Provided material:
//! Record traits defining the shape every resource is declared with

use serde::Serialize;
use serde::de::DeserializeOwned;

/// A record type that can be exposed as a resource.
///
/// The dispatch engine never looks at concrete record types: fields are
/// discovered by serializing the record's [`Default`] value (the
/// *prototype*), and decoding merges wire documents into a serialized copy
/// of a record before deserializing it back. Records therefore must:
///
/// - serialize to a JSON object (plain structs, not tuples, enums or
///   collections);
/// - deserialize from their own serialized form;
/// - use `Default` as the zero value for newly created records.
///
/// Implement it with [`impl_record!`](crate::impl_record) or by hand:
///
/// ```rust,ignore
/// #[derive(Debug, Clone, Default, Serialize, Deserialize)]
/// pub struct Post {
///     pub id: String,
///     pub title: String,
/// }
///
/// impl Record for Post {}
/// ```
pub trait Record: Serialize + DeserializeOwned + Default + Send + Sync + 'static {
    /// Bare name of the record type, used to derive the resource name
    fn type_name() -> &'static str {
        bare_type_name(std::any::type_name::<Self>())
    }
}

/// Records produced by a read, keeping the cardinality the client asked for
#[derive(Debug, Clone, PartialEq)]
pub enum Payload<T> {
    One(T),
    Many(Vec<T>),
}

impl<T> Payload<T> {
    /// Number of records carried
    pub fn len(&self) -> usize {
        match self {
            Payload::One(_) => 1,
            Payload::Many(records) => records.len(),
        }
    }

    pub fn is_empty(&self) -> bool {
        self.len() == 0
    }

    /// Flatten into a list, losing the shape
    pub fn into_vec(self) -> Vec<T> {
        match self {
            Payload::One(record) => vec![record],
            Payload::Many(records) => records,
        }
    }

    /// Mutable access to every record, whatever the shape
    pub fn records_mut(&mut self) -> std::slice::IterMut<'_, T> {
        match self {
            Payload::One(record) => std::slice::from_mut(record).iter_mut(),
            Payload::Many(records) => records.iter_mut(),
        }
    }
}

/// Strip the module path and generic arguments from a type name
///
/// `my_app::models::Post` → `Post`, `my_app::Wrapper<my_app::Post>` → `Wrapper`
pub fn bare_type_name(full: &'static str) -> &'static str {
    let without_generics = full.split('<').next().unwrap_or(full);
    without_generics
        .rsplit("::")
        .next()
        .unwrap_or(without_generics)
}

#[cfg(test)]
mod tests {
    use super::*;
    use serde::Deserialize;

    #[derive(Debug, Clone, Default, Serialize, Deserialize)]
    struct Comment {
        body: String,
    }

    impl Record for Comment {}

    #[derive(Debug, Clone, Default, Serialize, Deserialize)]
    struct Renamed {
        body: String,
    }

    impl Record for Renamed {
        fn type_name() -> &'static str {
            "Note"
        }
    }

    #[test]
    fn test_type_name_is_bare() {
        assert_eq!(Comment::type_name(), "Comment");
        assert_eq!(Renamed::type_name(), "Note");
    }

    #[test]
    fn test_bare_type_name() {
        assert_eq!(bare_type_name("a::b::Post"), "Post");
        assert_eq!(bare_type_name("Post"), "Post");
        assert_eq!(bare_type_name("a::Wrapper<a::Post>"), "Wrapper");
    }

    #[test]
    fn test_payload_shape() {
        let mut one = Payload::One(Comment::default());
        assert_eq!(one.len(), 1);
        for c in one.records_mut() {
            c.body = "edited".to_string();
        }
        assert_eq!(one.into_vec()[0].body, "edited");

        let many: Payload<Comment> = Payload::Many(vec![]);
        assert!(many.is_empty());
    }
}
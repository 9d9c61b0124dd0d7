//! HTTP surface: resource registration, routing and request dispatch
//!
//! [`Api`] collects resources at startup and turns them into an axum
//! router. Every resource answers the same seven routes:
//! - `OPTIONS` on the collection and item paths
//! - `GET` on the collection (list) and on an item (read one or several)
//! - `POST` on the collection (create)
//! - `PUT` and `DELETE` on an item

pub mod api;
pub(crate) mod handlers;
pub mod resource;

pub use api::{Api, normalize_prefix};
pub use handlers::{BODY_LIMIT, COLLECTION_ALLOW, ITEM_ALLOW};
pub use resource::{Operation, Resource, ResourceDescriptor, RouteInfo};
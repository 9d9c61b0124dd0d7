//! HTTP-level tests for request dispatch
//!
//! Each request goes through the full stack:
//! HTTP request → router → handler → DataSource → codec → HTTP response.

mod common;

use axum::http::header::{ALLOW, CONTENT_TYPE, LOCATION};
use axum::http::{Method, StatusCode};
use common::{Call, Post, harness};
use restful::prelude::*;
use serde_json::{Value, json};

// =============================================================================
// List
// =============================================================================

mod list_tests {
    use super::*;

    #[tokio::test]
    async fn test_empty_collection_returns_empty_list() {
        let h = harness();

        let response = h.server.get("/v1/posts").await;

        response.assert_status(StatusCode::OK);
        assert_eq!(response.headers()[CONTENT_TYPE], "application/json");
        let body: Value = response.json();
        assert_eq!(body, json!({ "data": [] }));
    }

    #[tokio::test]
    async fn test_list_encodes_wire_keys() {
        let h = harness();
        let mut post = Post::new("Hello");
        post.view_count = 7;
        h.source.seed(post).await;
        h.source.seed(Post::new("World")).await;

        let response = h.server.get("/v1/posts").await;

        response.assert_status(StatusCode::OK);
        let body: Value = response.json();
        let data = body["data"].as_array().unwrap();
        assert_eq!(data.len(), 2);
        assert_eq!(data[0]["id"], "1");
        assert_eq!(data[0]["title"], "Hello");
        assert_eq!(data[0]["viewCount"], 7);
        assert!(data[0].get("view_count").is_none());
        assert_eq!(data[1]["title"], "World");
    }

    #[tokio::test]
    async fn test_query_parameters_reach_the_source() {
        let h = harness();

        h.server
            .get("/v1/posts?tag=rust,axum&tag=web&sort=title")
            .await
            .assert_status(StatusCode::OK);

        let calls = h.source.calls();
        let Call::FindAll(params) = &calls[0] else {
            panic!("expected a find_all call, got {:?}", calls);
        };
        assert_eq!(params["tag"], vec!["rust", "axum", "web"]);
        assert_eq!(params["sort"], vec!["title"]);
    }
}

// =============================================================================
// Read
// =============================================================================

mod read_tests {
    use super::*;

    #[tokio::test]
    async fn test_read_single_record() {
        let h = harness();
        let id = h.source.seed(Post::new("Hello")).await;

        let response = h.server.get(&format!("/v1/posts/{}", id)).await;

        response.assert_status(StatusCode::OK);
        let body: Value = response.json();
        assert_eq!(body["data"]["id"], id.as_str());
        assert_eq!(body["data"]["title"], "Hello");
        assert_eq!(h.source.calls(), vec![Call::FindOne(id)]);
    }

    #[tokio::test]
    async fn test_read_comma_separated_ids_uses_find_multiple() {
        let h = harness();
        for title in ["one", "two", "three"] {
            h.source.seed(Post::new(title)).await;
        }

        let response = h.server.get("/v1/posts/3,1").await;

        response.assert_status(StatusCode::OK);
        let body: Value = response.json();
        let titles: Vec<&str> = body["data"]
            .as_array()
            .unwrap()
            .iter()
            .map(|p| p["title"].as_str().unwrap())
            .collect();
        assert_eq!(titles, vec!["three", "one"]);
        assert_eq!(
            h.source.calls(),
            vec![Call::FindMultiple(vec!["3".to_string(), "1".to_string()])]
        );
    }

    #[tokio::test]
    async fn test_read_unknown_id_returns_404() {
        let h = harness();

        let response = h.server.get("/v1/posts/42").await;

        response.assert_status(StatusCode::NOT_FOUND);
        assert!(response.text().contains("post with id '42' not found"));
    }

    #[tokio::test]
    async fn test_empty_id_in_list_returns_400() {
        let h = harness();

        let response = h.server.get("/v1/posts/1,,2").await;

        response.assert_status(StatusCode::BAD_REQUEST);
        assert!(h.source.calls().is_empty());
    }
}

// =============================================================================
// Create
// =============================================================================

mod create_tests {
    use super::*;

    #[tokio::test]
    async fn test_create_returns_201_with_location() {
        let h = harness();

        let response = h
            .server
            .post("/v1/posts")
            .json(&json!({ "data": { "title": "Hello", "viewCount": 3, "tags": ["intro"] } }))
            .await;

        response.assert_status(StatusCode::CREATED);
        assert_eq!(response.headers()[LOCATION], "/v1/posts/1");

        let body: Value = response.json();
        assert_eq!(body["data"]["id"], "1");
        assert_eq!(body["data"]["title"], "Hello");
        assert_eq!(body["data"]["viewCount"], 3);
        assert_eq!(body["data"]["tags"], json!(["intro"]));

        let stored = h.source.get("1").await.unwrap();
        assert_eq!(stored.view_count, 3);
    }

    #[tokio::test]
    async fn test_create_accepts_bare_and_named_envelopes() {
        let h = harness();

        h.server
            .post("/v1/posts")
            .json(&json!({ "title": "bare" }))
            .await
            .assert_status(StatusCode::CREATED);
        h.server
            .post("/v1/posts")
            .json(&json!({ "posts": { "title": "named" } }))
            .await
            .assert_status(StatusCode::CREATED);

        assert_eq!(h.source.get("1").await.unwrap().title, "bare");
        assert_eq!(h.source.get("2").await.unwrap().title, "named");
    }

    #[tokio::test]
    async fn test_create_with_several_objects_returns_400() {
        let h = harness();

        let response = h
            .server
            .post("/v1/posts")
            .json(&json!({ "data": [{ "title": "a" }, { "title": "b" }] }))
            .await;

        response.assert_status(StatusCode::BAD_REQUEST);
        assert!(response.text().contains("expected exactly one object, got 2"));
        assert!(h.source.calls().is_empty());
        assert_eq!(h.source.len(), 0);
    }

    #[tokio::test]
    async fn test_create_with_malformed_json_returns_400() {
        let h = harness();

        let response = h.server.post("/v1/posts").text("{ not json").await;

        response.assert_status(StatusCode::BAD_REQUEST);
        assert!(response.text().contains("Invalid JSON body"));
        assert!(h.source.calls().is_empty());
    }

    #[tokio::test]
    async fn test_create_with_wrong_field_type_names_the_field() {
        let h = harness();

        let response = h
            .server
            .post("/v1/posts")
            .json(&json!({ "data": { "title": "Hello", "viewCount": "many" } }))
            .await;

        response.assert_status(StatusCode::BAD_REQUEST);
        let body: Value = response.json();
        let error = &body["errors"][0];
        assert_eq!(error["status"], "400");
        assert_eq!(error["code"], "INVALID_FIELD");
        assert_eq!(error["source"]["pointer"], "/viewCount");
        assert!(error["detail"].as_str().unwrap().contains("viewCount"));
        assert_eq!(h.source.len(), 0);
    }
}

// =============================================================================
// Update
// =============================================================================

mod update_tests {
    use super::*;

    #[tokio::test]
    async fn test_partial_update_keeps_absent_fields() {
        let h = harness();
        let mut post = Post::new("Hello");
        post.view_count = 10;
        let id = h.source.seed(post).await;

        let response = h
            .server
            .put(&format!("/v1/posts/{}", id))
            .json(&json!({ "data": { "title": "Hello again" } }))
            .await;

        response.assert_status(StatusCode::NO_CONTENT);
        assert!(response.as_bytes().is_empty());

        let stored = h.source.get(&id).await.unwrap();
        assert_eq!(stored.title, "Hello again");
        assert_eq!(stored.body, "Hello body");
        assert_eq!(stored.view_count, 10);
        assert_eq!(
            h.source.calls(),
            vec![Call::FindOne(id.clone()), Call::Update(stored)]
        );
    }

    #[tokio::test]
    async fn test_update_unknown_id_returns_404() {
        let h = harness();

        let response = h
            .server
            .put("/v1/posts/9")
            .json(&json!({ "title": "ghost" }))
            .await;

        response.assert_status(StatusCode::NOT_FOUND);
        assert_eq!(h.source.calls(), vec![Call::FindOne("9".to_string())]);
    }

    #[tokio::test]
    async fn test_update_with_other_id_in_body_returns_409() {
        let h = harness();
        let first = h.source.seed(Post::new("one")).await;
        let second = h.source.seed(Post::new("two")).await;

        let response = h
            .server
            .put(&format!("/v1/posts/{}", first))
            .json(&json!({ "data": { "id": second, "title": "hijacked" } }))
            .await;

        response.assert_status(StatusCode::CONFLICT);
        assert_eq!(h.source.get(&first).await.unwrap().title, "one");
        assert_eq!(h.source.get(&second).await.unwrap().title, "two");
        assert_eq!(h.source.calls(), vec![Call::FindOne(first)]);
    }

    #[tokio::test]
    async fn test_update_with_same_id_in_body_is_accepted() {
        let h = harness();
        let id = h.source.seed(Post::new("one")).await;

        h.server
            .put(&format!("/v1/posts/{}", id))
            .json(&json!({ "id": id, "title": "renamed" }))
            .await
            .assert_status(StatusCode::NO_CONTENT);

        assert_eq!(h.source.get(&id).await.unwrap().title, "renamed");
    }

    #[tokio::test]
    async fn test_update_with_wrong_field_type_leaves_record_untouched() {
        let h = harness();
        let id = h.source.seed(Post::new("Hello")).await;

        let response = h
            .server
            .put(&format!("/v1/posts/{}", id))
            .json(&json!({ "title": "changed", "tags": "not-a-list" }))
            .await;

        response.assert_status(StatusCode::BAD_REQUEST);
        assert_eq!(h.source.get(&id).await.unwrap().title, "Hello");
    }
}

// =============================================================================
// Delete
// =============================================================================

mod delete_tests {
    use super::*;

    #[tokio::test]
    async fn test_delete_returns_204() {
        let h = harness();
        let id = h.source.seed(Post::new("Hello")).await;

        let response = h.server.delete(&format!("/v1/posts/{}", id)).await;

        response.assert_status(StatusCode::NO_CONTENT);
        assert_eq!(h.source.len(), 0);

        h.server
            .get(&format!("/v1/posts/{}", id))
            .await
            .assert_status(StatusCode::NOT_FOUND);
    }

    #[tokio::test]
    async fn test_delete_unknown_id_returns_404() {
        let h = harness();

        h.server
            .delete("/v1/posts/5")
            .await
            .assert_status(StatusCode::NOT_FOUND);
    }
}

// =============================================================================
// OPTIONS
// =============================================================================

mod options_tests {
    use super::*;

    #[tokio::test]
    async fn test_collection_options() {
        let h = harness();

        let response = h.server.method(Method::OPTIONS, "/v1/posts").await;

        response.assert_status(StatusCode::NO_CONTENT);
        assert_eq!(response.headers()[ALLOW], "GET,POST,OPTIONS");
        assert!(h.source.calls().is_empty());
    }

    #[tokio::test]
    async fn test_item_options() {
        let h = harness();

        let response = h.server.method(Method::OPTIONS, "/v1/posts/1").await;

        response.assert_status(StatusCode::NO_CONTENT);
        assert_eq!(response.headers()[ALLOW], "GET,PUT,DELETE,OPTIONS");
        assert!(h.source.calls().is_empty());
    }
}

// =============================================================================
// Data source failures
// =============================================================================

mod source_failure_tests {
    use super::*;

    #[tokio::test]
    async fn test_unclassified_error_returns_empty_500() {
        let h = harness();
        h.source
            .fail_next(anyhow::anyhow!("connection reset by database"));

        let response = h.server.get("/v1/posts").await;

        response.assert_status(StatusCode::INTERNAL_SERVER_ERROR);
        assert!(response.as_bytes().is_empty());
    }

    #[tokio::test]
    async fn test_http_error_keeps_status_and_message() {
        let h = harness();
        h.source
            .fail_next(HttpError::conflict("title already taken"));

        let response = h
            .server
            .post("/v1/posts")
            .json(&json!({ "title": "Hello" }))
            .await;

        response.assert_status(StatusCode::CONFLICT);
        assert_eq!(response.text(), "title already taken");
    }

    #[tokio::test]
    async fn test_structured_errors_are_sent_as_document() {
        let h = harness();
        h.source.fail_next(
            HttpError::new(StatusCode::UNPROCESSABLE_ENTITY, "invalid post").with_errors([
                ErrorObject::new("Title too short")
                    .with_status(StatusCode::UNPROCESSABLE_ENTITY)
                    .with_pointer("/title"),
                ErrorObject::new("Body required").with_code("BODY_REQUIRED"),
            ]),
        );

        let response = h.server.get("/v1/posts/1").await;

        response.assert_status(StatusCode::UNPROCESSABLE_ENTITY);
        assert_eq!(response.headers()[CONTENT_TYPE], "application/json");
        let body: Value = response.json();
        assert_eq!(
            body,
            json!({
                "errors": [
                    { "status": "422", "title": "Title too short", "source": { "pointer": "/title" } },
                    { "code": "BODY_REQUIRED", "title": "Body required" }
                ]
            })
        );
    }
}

Exercise aim: Say only how many lines above contain "DeserializeOwned", with no other words.

Response to this exercise: 2